[Recorded data — start]
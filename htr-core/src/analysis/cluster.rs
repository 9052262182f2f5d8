use std::collections::VecDeque;

/// Density based clustering (DBSCAN) over a precomputed pairwise distance.
///
/// Returns one entry per point: `Some(cluster_id)` or `None` for noise.
/// A point is a core point when at least `min_samples` points, itself
/// included, lie within `eps`. Cluster ids are dense and follow discovery
/// order, so the result is deterministic for a given input order.
pub fn dbscan<F>(n: usize, eps: f32, min_samples: usize, dist: F) -> Vec<Option<usize>>
where
    F: Fn(usize, usize) -> f32,
{
    let neighbors = (0..n)
        .map(|i| {
            (0..n)
                .filter(|&j| i == j || dist(i, j) <= eps)
                .collect::<Vec<_>>()
        })
        .collect::<Vec<_>>();
    let is_core = neighbors
        .iter()
        .map(|n| n.len() >= min_samples.max(1))
        .collect::<Vec<_>>();

    let mut labels = vec![None; n];
    let mut next_id = 0;

    for start in 0..n {
        if labels[start].is_some() || !is_core[start] {
            continue;
        }

        let id = next_id;
        next_id += 1;
        labels[start] = Some(id);

        let mut queue = VecDeque::from([start]);
        while let Some(point) = queue.pop_front() {
            if !is_core[point] {
                continue;
            }
            for &neighbor in &neighbors[point] {
                if labels[neighbor].is_none() {
                    labels[neighbor] = Some(id);
                    queue.push_back(neighbor);
                }
            }
        }
    }

    labels
}

/// Groups point indices by cluster id, dropping noise.
pub fn group_labels(labels: &[Option<usize>]) -> Vec<Vec<usize>> {
    let cluster_count = labels.iter().flatten().max().map_or(0, |max| max + 1);
    let mut groups = vec![Vec::new(); cluster_count];
    for (idx, label) in labels.iter().enumerate() {
        if let Some(id) = label {
            groups[*id].push(idx);
        }
    }
    groups
}

#[cfg(test)]
mod tests {
    use super::*;

    fn points_1d(points: &[f32]) -> impl Fn(usize, usize) -> f32 + '_ {
        move |i, j| (points[i] - points[j]).abs()
    }

    #[test]
    fn test_dbscan_two_clusters_and_noise() {
        let points = [0.0, 0.1, 0.2, 5.0, 5.1, 5.2, 20.0];
        let labels = dbscan(points.len(), 0.15, 2, points_1d(&points));

        assert_eq!(
            labels,
            vec![Some(0), Some(0), Some(0), Some(1), Some(1), Some(1), None]
        );
        assert_eq!(group_labels(&labels), vec![vec![0, 1, 2], vec![3, 4, 5]]);
    }

    #[test]
    fn test_dbscan_min_samples_one_has_no_noise() {
        let points = [0.0, 10.0, 20.0];
        let labels = dbscan(points.len(), 0.5, 1, points_1d(&points));
        assert_eq!(labels, vec![Some(0), Some(1), Some(2)]);
    }

    #[test]
    fn test_dbscan_border_point_joins_first_cluster() {
        // point 2 is only a border point; it is reachable from the core point 1
        let points = [0.0, 1.0, 2.0, 10.0];
        let labels = dbscan(points.len(), 1.0, 3, points_1d(&points));
        assert_eq!(labels, vec![Some(0), Some(0), Some(0), None]);
    }

    #[test]
    fn test_dbscan_empty_input() {
        let labels = dbscan(0, 0.5, 2, |_, _| 0.0);
        assert!(labels.is_empty());
        assert!(group_labels(&labels).is_empty());
    }
}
[Recorded data — finish]
Task prompt:
Produce a word-for-word copy of everything above from the line holding "while let Some(point)" down to the line holding "use super::*;", with both of those lines kept.

Worked solution:
        while let Some(point) = queue.pop_front() {
            if !is_core[point] {
                continue;
            }
            for &neighbor in &neighbors[point] {
                if labels[neighbor].is_none() {
                    labels[neighbor] = Some(id);
                    queue.push_back(neighbor);
                }
            }
        }
    }

    labels
}

/// Groups point indices by cluster id, dropping noise.
pub fn group_labels(labels: &[Option<usize>]) -> Vec<Vec<usize>> {
    let cluster_count = labels.iter().flatten().max().map_or(0, |max| max + 1);
    let mut groups = vec![Vec::new(); cluster_count];
    for (idx, label) in labels.iter().enumerate() {
        if let Some(id) = label {
            groups[*id].push(idx);
        }
    }
    groups
}

#[cfg(test)]
mod tests {
    use super::*;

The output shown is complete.